_Problem statement_: Wherever the word "HostViewport" appears in a line of the records, copy that line.

_Stored items_:
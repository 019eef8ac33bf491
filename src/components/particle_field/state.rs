//! The field's single mutable aggregate.
//!
//! Particles, pointer and viewport live together in [`SimulationContext`]. The
//! frame, pointer and resize callbacks all receive it explicitly; nothing else
//! holds field state.

use rand::SeedableRng;
use rand::rngs::StdRng;

use super::input::InputBridge;
use super::particles::ParticleStore;
use super::simulation;
use super::surface::Surface;
use super::theme::FieldStyle;
use super::viewport::{HostViewport, ViewportManager, ViewportState};

/// Particles, pointer and viewport bound together with the style and RNG that
/// drive them.
pub struct SimulationContext {
	style: FieldStyle,
	/// Live particles; replaced on every resize.
	pub store: ParticleStore,
	/// Throttled pointer position.
	pub input: InputBridge,
	/// Logical size and pixel ratio.
	pub viewport: ViewportManager,
	rng: StdRng,
}

impl SimulationContext {
	/// An empty field. Nothing is seeded until the first [`resize`](Self::resize).
	pub fn new(style: FieldStyle, seed: u64) -> Self {
		let style = style.validated();
		Self {
			input: InputBridge::new(style.pointer_interval_ms),
			store: ParticleStore::default(),
			viewport: ViewportManager::default(),
			rng: StdRng::seed_from_u64(seed),
			style,
		}
	}

	/// The validated style the field runs with.
	pub fn style(&self) -> &FieldStyle {
		&self.style
	}

	/// Resize the surface to the host viewport, then replace every particle.
	pub fn resize<S: Surface>(&mut self, host: HostViewport, surface: &S) -> ViewportState {
		let state = self.viewport.resize(host, surface);
		self.reseed();
		state
	}

	/// Discard all particles and scatter a new set over the current viewport.
	pub fn reseed(&mut self) {
		let ViewportState { width, height, .. } = *self.viewport.state();
		self.store = ParticleStore::seed(width, height, &self.style, &mut self.rng);
	}

	/// Record a pointer position observed at `now_ms`, subject to throttling.
	pub fn observe_pointer(&mut self, x: f64, y: f64, now_ms: f64) -> bool {
		self.input.observe(x, y, now_ms)
	}

	/// Advance every particle by one frame.
	pub fn step(&mut self) {
		let ViewportState { width, height, .. } = *self.viewport.state();
		simulation::step(
			self.store.particles_mut(),
			self.input.pointer(),
			width,
			height,
			&self.style,
		);
	}
}
//! Draws the field onto a [`Surface`].
//!
//! Two passes: particles as filled circles, then proximity links on top.

use super::proximity::Link;
use super::surface::Surface;
use super::theme::FieldStyle;
use super::types::Particle;

/// Clear the surface and paint one frame.
pub fn render<S: Surface>(surface: &S, particles: &[Particle], links: &[Link], style: &FieldStyle) {
	clear(surface);
	draw_particles(surface, particles, style);
	draw_links(surface, particles, links, style);
}

/// Clears the whole backing store. The transform is scaled by the pixel ratio,
/// so the device-pixel extent covers at least the full logical area.
fn clear<S: Surface>(surface: &S) {
	let (w, h) = surface.backing_size();
	surface.clear_rect(0.0, 0.0, w, h);
}

fn draw_particles<S: Surface>(surface: &S, particles: &[Particle], style: &FieldStyle) {
	for p in particles {
		let fill = style.color.with_alpha(p.opacity).to_css();
		surface.fill_circle(p.x, p.y, p.radius, &fill);
	}
}

fn draw_links<S: Surface>(surface: &S, particles: &[Particle], links: &[Link], style: &FieldStyle) {
	for link in links {
		let (Some(a), Some(b)) = (particles.get(link.from), particles.get(link.to)) else {
			continue;
		};
		let stroke = style.color.with_alpha(link.alpha).to_css();
		surface.stroke_line((a.x, a.y), (b.x, b.y), &stroke, style.link_width);
	}
}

_Result below_:
use super::viewport::{HostViewport, ViewportManager, ViewportState};
	pub fn resize<S: Surface>(&mut self, host: HostViewport, surface: &S) -> ViewportState {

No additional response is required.